Three identical discs $A$, $B$ and $C$ (figure shown above) rest on a smooth horizontal plane. The disc $A$ is set in motion with velocity $\overrightarrow{v}$ after which it experiences an elastic collision simultaneously with the discs $B$ and $C$. The distance between the centres of the latter discs prior to the collision is $\eta$ times greater than the diameter of each disc. Find the velocity of the disc $A$ after the collision?

Answer 1

From the symmetry of the problem, the velocity of the disc $A$ will be directed either in the initial direction or opposite to it just after the impact. Let the velocity of the disc $A$ after the collision be $v^{\prime }$ and be directed towards right after the collision. It is also clear from the symmetry of problem that the discs $B$ and $C$ have equal speed (say $v^{\prime \prime }$) in the directions, shown in figure below. From the condition of the problem,
$\cos \theta =\frac{\eta \frac{d}{2}}{d}=\frac{\eta }{2}$ so, $\sin \theta =\frac{\sqrt{4-{\eta }^2}}{2}$ (1)

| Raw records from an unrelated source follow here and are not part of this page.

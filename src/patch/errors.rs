use thiserror::Error;

/// Failures while expanding `+<<` / `-<<` range references.
#[derive(Error, Debug, Clone, PartialEq, Eq)]
pub enum RangeRefError {
    #[error("missing ... separator in range reference at line {line}")]
    MissingSeparator { line: usize },

    #[error("missing start anchor in range reference at line {line}")]
    MissingStartAnchor { line: usize },

    #[error("missing end anchor in range reference at line {line}")]
    MissingEndAnchor { line: usize },

    #[error("file not found: {path}")]
    FileNotFound { path: String },

    #[error("start anchor not found in {path}")]
    StartAnchorNotFound { path: String },

    #[error("end anchor not found in {path} after line {after}")]
    EndAnchorNotFound { path: String, after: usize },

    #[error("start anchor ambiguous in {path}: {} candidates\n{}", .previews.len(), .previews.join("\n"))]
    StartAnchorAmbiguous { path: String, previews: Vec<String> },

    #[error("end anchor ambiguous in {path}: {} candidates\n{}", .previews.len(), .previews.join("\n"))]
    EndAnchorAmbiguous { path: String, previews: Vec<String> },
}

/// Failures while applying a parsed patch to content.
#[derive(Error, Debug, Clone, PartialEq, Eq)]
pub enum PatchError {
    #[error("Could not find text to replace: \"{preview}\"")]
    TextNotFound { hunk: usize, preview: String },

    #[error("patch contains no hunks")]
    Empty,

    #[error("malformed patch at line {line}: {message}")]
    Malformed { line: usize, message: String },

    #[error(transparent)]
    RangeRef(#[from] RangeRefError),
}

For the three discs, system, from the conservation of linear momentum in the symmetry direction (towards right)
$mv=2m{v}^{\prime \prime }\sin \theta +m{v}^{\prime }$ or, $v=2v^{\prime \prime }\sin \theta +v^{\prime }$ (2)
From the definition of the coefficient of restitution, we have for the discs $A$ and $B$ (or $C$)
$e=\frac{v^{\prime \prime }-v^{\prime }\sin \theta }{v\sin \theta -0}$
But $e=1$, for perfectly elastic collision,
So, $v\sin \theta =v^{\prime \prime }-v^{\prime }\sin \theta$ (3)
From (2) and (3),
$v^{\prime }=\frac{v(1-2{\sin }^2\theta )}{(1+2{\sin }^2\theta )}$
$=\frac{v({\eta }^2-2)}{6-{\eta }^2}$ {using (1)}
Hence we have,
$v^{\prime }=\frac{v({\eta }^2-2)}{6-{\eta }^2}$
Therefore, the disc $A$ will recoil if $\eta <\sqrt{2}$ and stop if $\eta =\sqrt{2}$.